◆ **Supplied material**:
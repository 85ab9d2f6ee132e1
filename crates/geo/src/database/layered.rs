use crate::GeoRecord;
use crate::database::GeoDatabase;
use crate::error::Result;
use std::net::IpAddr;

/// Location from one database, AS name from a sibling.
///
/// The primary's own AS name wins when it has one; the secondary is only
/// consulted to fill the gap. An address absent from both is absent.
///
/// Only the primary's errors propagate. A failed secondary lookup leaves the
/// AS name empty but keeps the location.
pub struct LayeredDatabase<L, A> {
    location: L,
    ownership: A,
}

impl<L: GeoDatabase, A: GeoDatabase> LayeredDatabase<L, A> {
    pub fn new(location: L, ownership: A) -> Self {
        Self { location, ownership }
    }
}

impl<L: GeoDatabase, A: GeoDatabase> GeoDatabase for LayeredDatabase<L, A> {
    fn describe(&self) -> String {
        format!("{} + {}", self.location.describe(), self.ownership.describe())
    }

    fn lookup(&self, address: IpAddr) -> Result<Option<GeoRecord>> {
        let primary = self.location.lookup(address)?;
        if primary.as_ref().is_some_and(|r| r.as_name.is_some()) {
            return Ok(primary);
        }
        let as_name = match self.ownership.lookup(address) {
            Ok(record) => record.and_then(|r| r.as_name),
            Err(err) => {
                tracing::warn!(%address, error = %err, "AS name lookup failed; keeping location");
                None
            },
        };
        Ok(match (primary, as_name) {
            (None, None) => None,
            (primary, as_name) => {
                let mut record = primary.unwrap_or_default();
                record.as_name = as_name;
                Some(record)
            },
        })
    }
}
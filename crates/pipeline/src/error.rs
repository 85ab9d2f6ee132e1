//! Pipeline Error Types
//!
//! Structured errors using `exn` for automatic location tracking and error
//! tree construction. Only file-level problems are errors: a row that can't
//! be fully enriched still produces an output row with null fields.

use derive_more::{Display, Error};
use ecs_compress::error::{Error as CompressionError, ErrorKind as CompressionErrorKind};
use std::path::PathBuf;

/// A pipeline error with automatic location tracking.
pub type Error = exn::Exn<ErrorKind>;
/// Result type alias for pipeline operations.
pub type Result<T> = std::result::Result<T, Error>;

/// Actionable error categories.
///
/// These describe what the caller should *do*, not what went wrong internally.
#[derive(Debug, Display, Error, Clone, PartialEq, Eq)]
pub enum ErrorKind {
    /// The input log could not be opened or read to the end.
    #[display("unable to read input: {}", _0.display())]
    Input(#[error(not(source))] PathBuf),
    /// The output log could not be created, written or moved into place.
    #[display("unable to write output: {}", _0.display())]
    Output(#[error(not(source))] PathBuf),
    /// Compressed data was corrupt, or a batch could not be compressed.
    #[display("compression error: {_0}")]
    Compression(CompressionErrorKind),
    /// A line could not be split into fields.
    #[display("malformed delimited text")]
    Csv,
    /// A location literal in an enriched log could not be parsed.
    #[display("malformed location literal: {_0}")]
    Literal(#[error(not(source))] String),
    /// A row does not fit the column set of the configured generation.
    #[display("schema mismatch: {_0}")]
    Schema(#[error(not(source))] String),
}

impl ErrorKind {
    /// Convert a compression error into a pipeline error, keeping the
    /// compress crate's frame as a child in the error tree.
    #[track_caller]
    pub fn compression(err: CompressionError) -> Error {
        let inner = (*err).clone();
        err.raise(ErrorKind::Compression(inner))
    }

    /// Returns `true` if retrying might succeed.
    pub fn is_retryable(&self) -> bool {
        match self {
            Self::Output(_) => true,
            Self::Compression(kind) => kind.is_retryable(),
            _ => false,
        }
    }
}

#[cfg(test)]
mod tests {
    use super::*;

    #[test]
    fn error_kind_display() {
        assert_eq!(ErrorKind::Input(PathBuf::from("scan.csv.gz")).to_string(), "unable to read input: scan.csv.gz");
        assert_eq!(ErrorKind::Literal("(1.0,".to_string()).to_string(), "malformed location literal: (1.0,");
        assert_eq!(
            ErrorKind::Compression(CompressionErrorKind::InvalidData).to_string(),
            "compression error: invalid or corrupted data"
        );
    }

    #[test]
    fn compression_error_is_wrapped() {
        let err = ecs_compress::Compression::Gzip.decompress(b"not gzip at all").unwrap_err();
        let wrapped = ErrorKind::compression(err);
        assert_eq!(*wrapped, ErrorKind::Compression(CompressionErrorKind::InvalidData));
        assert!(!wrapped.is_retryable());
    }
}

◆ **What to produce**: Wherever the string "ownership" appears in a line of the records, copy that line.

◆ **Solution**:
    ownership: A,
    pub fn new(location: L, ownership: A) -> Self {
        Self { location, ownership }
        format!("{} + {}", self.location.describe(), self.ownership.describe())
        let as_name = match self.ownership.lookup(address) {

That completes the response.